GGD director: ‘Stop sending school classes home’

Normally, the GGD, as an implementer, endorses the government’s quarantine policy. Until now. Together with 25 other GGD directors, public health director Jac Rooijmans of the GGD Limburg-Noord published a critical opinion piece. According to them, the policy seriously harms schoolchildren in particular.

Charlotte Huisman and Avinash Bhikhie

How did you come up with this criticism?

‘The 26 GGD directors of public health meet each other every week in a digital meeting. As guardians of that public health, we saw how, less than two weeks after the schools opened, one class after another was sent home. That takes extreme forms. A quarter of primary school students are now in quarantine. In one region, the number of classes sent home rose from 25 to 410 in three days. That is as fast as the rule that an entire class has to go home if three or more children are infected.’

What is your concern?

‘The whole prospect for a normal life for young people has disappeared. Here the remedy has become worse than the disease, it is no longer in balance. Young people suffer from this, cognitively, socially and emotionally, they become lonely. Omikron is very contagious, but they hardly get sick from it. The elderly and vulnerable who want this have now been boosted. We must give a signal from our role. The work of the GGDs goes further than vaccination and testing.’

How should it be then?

‘If a child is infected, it stays at home. The classmates can just go to school. We have to rely on the common sense of parents and school boards. And the schools can ask the GGD for advice. Our teams are ready to support them.’

But the whole society is beeping and cracking under the increasing infections and the quarantine rules? This can make infections even faster.

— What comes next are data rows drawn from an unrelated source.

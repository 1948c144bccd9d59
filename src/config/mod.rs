// Copyright (c) 2026 Robert L. Snyder, Sierra Vista, AZ
// Licensed under the MIT License. See LICENSE file in the project root for details.

//! Configuration system for SEQD.
//!
//! This module provides the backend configuration: audio timing, the
//! scheduler queue, the remote control listener, device naming rules and an
//! optional session to create at startup. Files are YAML or TOML, picked by
//! extension.

pub mod watcher;

pub use watcher::{validate_config, ConfigEvent, ConfigWatcher};

use std::collections::HashSet;
use std::fs;
use std::path::Path;
use std::time::Duration;

use anyhow::{bail, Context, Result};
use serde::{Deserialize, Serialize};

use crate::hardware::DeviceDefinition;
use crate::remote::ReconnectPolicy;
use crate::sequencer::{SequencerConfig, MAX_SCENES, MAX_TRACKS};

/// Root backend configuration
#[derive(Debug, Clone, Default, Serialize, Deserialize, PartialEq)]
pub struct BackendConfig {
    #[serde(default)]
    pub audio: AudioConfig,
    #[serde(default)]
    pub sequencer: SchedulerSettings,
    #[serde(default)]
    pub remote: RemoteConfig,
    /// Naming rules for discovered ports
    #[serde(default)]
    pub devices: Vec<DeviceDefinition>,
    /// Session created at startup
    #[serde(default)]
    pub session: Option<SessionConfig>,
}

impl BackendConfig {
    /// Load a configuration file, YAML or TOML by extension
    pub fn load<P: AsRef<Path>>(path: P) -> Result<Self> {
        let path = path.as_ref();
        let contents = fs::read_to_string(path)
            .with_context(|| format!("Failed to read config file: {:?}", path))?;

        let is_toml = path
            .extension()
            .map(|ext| ext.eq_ignore_ascii_case("toml"))
            .unwrap_or(false);
        let config = if is_toml {
            Self::from_toml(&contents)?
        } else {
            Self::from_yaml(&contents)?
        };
        config.validate()?;
        Ok(config)
    }

    /// Parse a configuration from a YAML string
    pub fn from_yaml(yaml: &str) -> Result<Self> {
        serde_yaml::from_str(yaml).context("Failed to parse YAML configuration")
    }

    /// Parse a configuration from a TOML string
    pub fn from_toml(text: &str) -> Result<Self> {
        toml::from_str(text).context("Failed to parse TOML configuration")
    }

    /// Serialize to YAML string
    pub fn to_yaml(&self) -> Result<String> {
        serde_yaml::to_string(self).context("Failed to serialize configuration to YAML")
    }

    /// Check values serde can't
    pub fn validate(&self) -> Result<()> {
        if !(self.audio.sample_rate > 0.0) {
            bail!("audio.sample_rate must be positive");
        }
        if self.audio.samples_per_slice == 0 {
            bail!("audio.samples_per_slice must be positive");
        }
        if self.sequencer.command_queue_capacity == 0 {
            bail!("sequencer.command_queue_capacity must be positive");
        }
        if self.sequencer.max_commands_per_tick == 0 {
            bail!("sequencer.max_commands_per_tick must be positive");
        }
        if self.remote.broadcast_interval_ms == 0 {
            bail!("remote.broadcast_interval_ms must be positive");
        }

        let mut short_names = HashSet::new();
        for def in &self.devices {
            if def.port.is_empty() || def.short_name.is_empty() {
                bail!("device definitions need a port and a short_name");
            }
            if !(1..=16).contains(&def.channel) {
                bail!(
                    "device '{}' channel {} is outside 1-16",
                    def.short_name,
                    def.channel
                );
            }
            if !short_names.insert(def.short_name.as_str()) {
                bail!("duplicate device short_name '{}'", def.short_name);
            }
        }

        if let Some(session) = &self.session {
            if !(1..=MAX_TRACKS).contains(&session.num_tracks)
                || !(1..=MAX_SCENES).contains(&session.num_scenes)
            {
                bail!(
                    "session size {}x{} is outside 1-{} tracks, 1-{} scenes",
                    session.num_tracks,
                    session.num_scenes,
                    MAX_TRACKS,
                    MAX_SCENES
                );
            }
        }
        Ok(())
    }

    pub fn sequencer_config(&self) -> SequencerConfig {
        SequencerConfig {
            command_queue_capacity: self.sequencer.command_queue_capacity,
            max_commands_per_tick: self.sequencer.max_commands_per_tick,
            shutdown_timeout: Duration::from_millis(self.sequencer.shutdown_timeout_ms),
        }
    }

    pub fn reconnect_policy(&self) -> ReconnectPolicy {
        ReconnectPolicy {
            initial_delay: Duration::from_millis(self.remote.reconnect_initial_delay_ms),
            multiplier: self.remote.reconnect_multiplier,
            max_delay: Duration::from_millis(self.remote.reconnect_max_delay_ms),
            max_attempts: self.remote.reconnect_max_attempts,
        }
    }

    /// `host:port` of the remote listener
    pub fn remote_addr(&self) -> String {
        format!("{}:{}", self.remote.host, self.remote.port)
    }
}

/// Audio clock settings
#[derive(Debug, Clone, Serialize, Deserialize, PartialEq)]
pub struct AudioConfig {
    #[serde(default = "default_sample_rate")]
    pub sample_rate: f64,
    /// Samples per scheduler tick
    #[serde(default = "default_samples_per_slice")]
    pub samples_per_slice: u32,
}

fn default_sample_rate() -> f64 {
    44100.0
}
fn default_samples_per_slice() -> u32 {
    512
}

impl Default for AudioConfig {
    fn default() -> Self {
        Self {
            sample_rate: default_sample_rate(),
            samples_per_slice: default_samples_per_slice(),
        }
    }
}

/// Scheduler thread settings
#[derive(Debug, Clone, Serialize, Deserialize, PartialEq)]
pub struct SchedulerSettings {
    #[serde(default = "default_queue_capacity")]
    pub command_queue_capacity: usize,
    #[serde(default = "default_max_commands")]
    pub max_commands_per_tick: usize,
    #[serde(default = "default_shutdown_timeout")]
    pub shutdown_timeout_ms: u64,
}

fn default_queue_capacity() -> usize {
    1024
}
fn default_max_commands() -> usize {
    256
}
fn default_shutdown_timeout() -> u64 {
    1000
}

impl Default for SchedulerSettings {
    fn default() -> Self {
        Self {
            command_queue_capacity: default_queue_capacity(),
            max_commands_per_tick: default_max_commands(),
            shutdown_timeout_ms: default_shutdown_timeout(),
        }
    }
}

/// Remote control listener and client settings
#[derive(Debug, Clone, Serialize, Deserialize, PartialEq)]
pub struct RemoteConfig {
    #[serde(default = "default_true")]
    pub enabled: bool,
    #[serde(default = "default_host")]
    pub host: String,
    #[serde(default = "default_port")]
    pub port: u16,
    #[serde(default = "default_broadcast_interval")]
    pub broadcast_interval_ms: u64,
    #[serde(default = "default_reconnect_initial")]
    pub reconnect_initial_delay_ms: u64,
    #[serde(default = "default_reconnect_multiplier")]
    pub reconnect_multiplier: f64,
    #[serde(default = "default_reconnect_max")]
    pub reconnect_max_delay_ms: u64,
    #[serde(default = "default_reconnect_attempts")]
    pub reconnect_max_attempts: u32,
}

fn default_true() -> bool {
    true
}
fn default_host() -> String {
    "localhost".to_string()
}
fn default_port() -> u16 {
    9001
}
fn default_broadcast_interval() -> u64 {
    50
}
fn default_reconnect_initial() -> u64 {
    2000
}
fn default_reconnect_multiplier() -> f64 {
    1.5
}
fn default_reconnect_max() -> u64 {
    30_000
}
fn default_reconnect_attempts() -> u32 {
    10
}

impl Default for RemoteConfig {
    fn default() -> Self {
        Self {
            enabled: default_true(),
            host: default_host(),
            port: default_port(),
            broadcast_interval_ms: default_broadcast_interval(),
            reconnect_initial_delay_ms: default_reconnect_initial(),
            reconnect_multiplier: default_reconnect_multiplier(),
            reconnect_max_delay_ms: default_reconnect_max(),
            reconnect_max_attempts: default_reconnect_attempts(),
        }
    }
}

/// Session to create at startup
#[derive(Debug, Clone, Serialize, Deserialize, PartialEq)]
pub struct SessionConfig {
    #[serde(default = "default_session_name")]
    pub name: String,
    #[serde(default = "default_session_size")]
    pub num_tracks: usize,
    #[serde(default = "default_session_size")]
    pub num_scenes: usize,
}

fn default_session_name() -> String {
    "Session 1".to_string()
}
fn default_session_size() -> usize {
    8
}

#[cfg(test)]
mod tests {
    use super::*;
    use crate::hardware::DeviceDirection;
    use tempfile::tempdir;

    #[test]
    fn test_default_values() {
        let config = BackendConfig::default();
        assert_eq!(config.audio.sample_rate, 44100.0);
        assert_eq!(config.audio.samples_per_slice, 512);
        assert_eq!(config.sequencer.command_queue_capacity, 1024);
        assert!(config.remote.enabled);
        assert_eq!(config.remote_addr(), "localhost:9001");
        assert_eq!(config.remote.broadcast_interval_ms, 50);
        assert!(config.session.is_none());
        assert!(config.validate().is_ok());
    }

    #[test]
    fn test_parse_yaml() {
        let yaml = r#"
audio:
  sample_rate: 48000
remote:
  port: 9100
devices:
  - port: "MicroFreak"
    name: "Arturia MicroFreak"
    short_name: "MF"
    direction: output
    channel: 3
session:
  num_tracks: 4
  num_scenes: 2
"#;
        let config = BackendConfig::from_yaml(yaml).unwrap();
        assert_eq!(config.audio.sample_rate, 48000.0);
        assert_eq!(config.audio.samples_per_slice, 512);
        assert_eq!(config.remote.port, 9100);
        assert_eq!(config.remote.host, "localhost");
        assert_eq!(config.devices.len(), 1);
        assert_eq!(config.devices[0].direction, DeviceDirection::Output);
        assert_eq!(config.devices[0].channel, 3);

        let session = config.session.unwrap();
        assert_eq!(session.name, "Session 1");
        assert_eq!(session.num_tracks, 4);
    }

    #[test]
    fn test_parse_toml() {
        let text = r#"
[sequencer]
command_queue_capacity = 64
shutdown_timeout_ms = 250

[remote]
enabled = false

[[devices]]
port = "Keystep"
name = "Arturia Keystep"
short_name = "KS"
direction = "input"
"#;
        let config = BackendConfig::from_toml(text).unwrap();
        assert_eq!(config.sequencer.command_queue_capacity, 64);
        assert_eq!(config.sequencer.max_commands_per_tick, 256);
        assert!(!config.remote.enabled);
        assert_eq!(config.devices[0].channel, 1);

        let seq = config.sequencer_config();
        assert_eq!(seq.command_queue_capacity, 64);
        assert_eq!(seq.shutdown_timeout, Duration::from_millis(250));
    }

    #[test]
    fn test_load_by_extension() {
        let dir = tempdir().unwrap();
        let yaml_path = dir.path().join("backend.yaml");
        let toml_path = dir.path().join("backend.toml");
        fs::write(&yaml_path, "remote:\n  port: 9200\n").unwrap();
        fs::write(&toml_path, "[remote]\nport = 9300\n").unwrap();

        assert_eq!(BackendConfig::load(&yaml_path).unwrap().remote.port, 9200);
        assert_eq!(BackendConfig::load(&toml_path).unwrap().remote.port, 9300);
    }

    #[test]
    fn test_validation_errors() {
        let mut config = BackendConfig::default();
        config.audio.samples_per_slice = 0;
        assert!(config.validate().is_err());

        let mut config = BackendConfig::default();
        config.session = Some(SessionConfig {
            name: "Big".to_string(),
            num_tracks: 65,
            num_scenes: 1,
        });
        assert!(config.validate().is_err());

        let def = DeviceDefinition {
            port: "A".to_string(),
            name: "A".to_string(),
            short_name: "A".to_string(),
            direction: DeviceDirection::Output,
            channel: 1,
        };
        let mut config = BackendConfig::default();
        config.devices = vec![def.clone(), def.clone()];
        assert!(config.validate().is_err());

        config.devices = vec![DeviceDefinition { channel: 17, ..def }];
        assert!(config.validate().is_err());
    }

    #[test]
    fn test_reconnect_policy() {
        let policy = BackendConfig::default().reconnect_policy();
        assert_eq!(policy, ReconnectPolicy::default());
    }

    #[test]
    fn test_round_trip() {
        let mut config = BackendConfig::default();
        config.remote.port = 9555;
        let yaml = config.to_yaml().unwrap();
        assert_eq!(BackendConfig::from_yaml(&yaml).unwrap(), config);
    }
}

“There are also other groups that suffer from quarantine rules, and we also understand that those rules are necessary to slow down the spread of the virus, as far as possible. But that’s what the Outbreak Management Team has to consider. We are now talking about education. That the general rule of sending a class home in the event of three or more infections must be abandoned is in the interest of the young people.’

Your Utrecht colleague director Nicolette Rigter joked on Wednesday: ‘Soon half of society will be in quarantine and the other half will be in line with us for a test.’

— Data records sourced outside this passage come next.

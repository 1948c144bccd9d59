// Copyright (c) 2026 Robert L. Snyder, Sierra Vista, AZ
// Licensed under the MIT License. See LICENSE file in the project root for details.

use std::env;
use std::path::PathBuf;
use std::thread;
use std::time::Duration;

use anyhow::{anyhow, Result};
use tracing::{error, info, warn, Level};

use seqd::config::{BackendConfig, ConfigEvent, ConfigWatcher};
use seqd::midi::{print_destinations, print_sources};
use seqd::remote::RemoteServer;
use seqd::sequencer::{CommandSender, Engine, Sequencer};
use seqd::{
    Command, HardwareDeviceManager, MidiBackend, MidirBackend, SequencerError, Session,
    VirtualBackend,
};

const CLIENT_NAME: &str = "seqd";

fn print_usage() {
    println!("SEQD - Real-time MIDI sequencing backend");
    println!();
    println!("Usage: seqd [OPTIONS]");
    println!();
    println!("Options:");
    println!("  --list-midi             List available MIDI destinations (outputs)");
    println!("  --list-sources          List available MIDI sources (inputs)");
    println!("  --config <FILE>         Load configuration (.yaml, .yml or .toml)");
    println!("  --virtual               Use in-memory MIDI ports instead of system ports");
    println!("  --no-remote             Don't start the remote control listener");
    println!("  --port <PORT>           Remote control port (default 9001)");
    println!("  --verbose               Debug logging");
    println!("  --help                  Show this help message");
}

#[derive(Debug, Default)]
struct Options {
    config: Option<PathBuf>,
    virtual_ports: bool,
    no_remote: bool,
    port: Option<u16>,
    verbose: bool,
}

enum Mode {
    Run(Options),
    ListDestinations,
    ListSources,
    Help,
}

fn parse_args(args: &[String]) -> Result<Mode> {
    let mut options = Options::default();
    let mut iter = args.iter().skip(1);

    while let Some(arg) = iter.next() {
        match arg.as_str() {
            "--list-midi" => return Ok(Mode::ListDestinations),
            "--list-sources" => return Ok(Mode::ListSources),
            "--help" | "-h" => return Ok(Mode::Help),
            "--config" => {
                let path = iter
                    .next()
                    .ok_or_else(|| anyhow!("--config requires a file path"))?;
                options.config = Some(PathBuf::from(path));
            }
            "--port" => {
                let port = iter
                    .next()
                    .ok_or_else(|| anyhow!("--port requires a port number"))?;
                let port = port
                    .parse()
                    .map_err(|_| anyhow!("Invalid port number: {}", port))?;
                options.port = Some(port);
            }
            "--virtual" => options.virtual_ports = true,
            "--no-remote" => options.no_remote = true,
            "--verbose" | "-v" => options.verbose = true,
            other => return Err(anyhow!("Unknown option: {}", other)),
        }
    }
    Ok(Mode::Run(options))
}

/// Forward device definition changes to the scheduler
fn spawn_config_reloader(watcher: ConfigWatcher, commands: CommandSender) {
    thread::spawn(move || {
        while let Some(event) = watcher.recv() {
            match event {
                ConfigEvent::Reloaded(config) => {
                    let command = Command::ReloadDevices(config.devices);
                    if let Err(SequencerError::Stopped) = commands.push(command) {
                        break;
                    }
                }
                ConfigEvent::Error(message) => warn!("ignoring config change: {}", message),
            }
        }
    });
}

async fn run(options: Options) -> Result<()> {
    let mut config = match &options.config {
        Some(path) => BackendConfig::load(path)?,
        None => BackendConfig::default(),
    };
    if let Some(port) = options.port {
        config.remote.port = port;
    }
    if options.no_remote {
        config.remote.enabled = false;
    }

    let backend: Box<dyn MidiBackend> = if options.virtual_ports {
        info!("using virtual MIDI ports");
        Box::new(
            VirtualBackend::new()
                .with_output("Virtual Out")
                .with_input("Virtual In"),
        )
    } else {
        Box::new(MidirBackend::new(CLIENT_NAME)?)
    };

    let mut devices = HardwareDeviceManager::new(backend, config.devices.clone());
    let found = devices.scan_available_devices();
    info!(devices = found, "MIDI devices discovered");

    let mut engine = Engine::new(
        devices,
        config.audio.sample_rate,
        config.audio.samples_per_slice,
    );
    if let Some(session) = &config.session {
        let session = Session::new(session.name.clone(), session.num_tracks, session.num_scenes)?;
        engine.replace_session(session);
    }

    let mut sequencer = Sequencer::start(engine, config.sequencer_config())?;

    if let Some(path) = &options.config {
        match ConfigWatcher::new(path, None) {
            Ok(watcher) => spawn_config_reloader(watcher, sequencer.commands()),
            Err(e) => warn!("config hot reload disabled: {:#}", e),
        }
    }

    let shutdown = async {
        if let Err(e) = tokio::signal::ctrl_c().await {
            error!("failed to listen for Ctrl-C: {}", e);
        }
        info!("shutting down");
    };

    let served = if config.remote.enabled {
        let server = RemoteServer::bind(
            config.remote_addr(),
            sequencer.commands(),
            sequencer.subscribe_snapshots(),
            Duration::from_millis(config.remote.broadcast_interval_ms),
        )
        .await;
        match server {
            Ok(server) => server.run(shutdown).await,
            Err(e) => Err(e),
        }
    } else {
        shutdown.await;
        Ok(())
    };

    if !sequencer.stop() {
        warn!("scheduler was force stopped");
    }
    served
}

#[tokio::main]
async fn main() -> Result<()> {
    let args: Vec<String> = env::args().collect();

    let mode = match parse_args(&args) {
        Ok(mode) => mode,
        Err(e) => {
            eprintln!("Error: {}", e);
            print_usage();
            std::process::exit(1);
        }
    };

    match mode {
        Mode::Help => print_usage(),
        Mode::ListDestinations => print_destinations(&MidirBackend::new(CLIENT_NAME)?)?,
        Mode::ListSources => print_sources(&MidirBackend::new(CLIENT_NAME)?)?,
        Mode::Run(options) => {
            let level = if options.verbose { Level::DEBUG } else { Level::INFO };
            tracing_subscriber::fmt().with_max_level(level).init();
            run(options).await?;
        }
    }

    Ok(())
}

‘Some quarantine rules have already been relaxed, for example that you do not have to quarantine if you have been boosted and have no complaints. I now assume that the OMT will also take into account the consequences for society in its advice on these rules. The number of tests per day now rises to 150 thousand per day. I’m also curious how far we want to go with that. Or that the rules are also changed when you have to go to the test street. That too is up to the OMT. But now we first want to draw attention to the children.’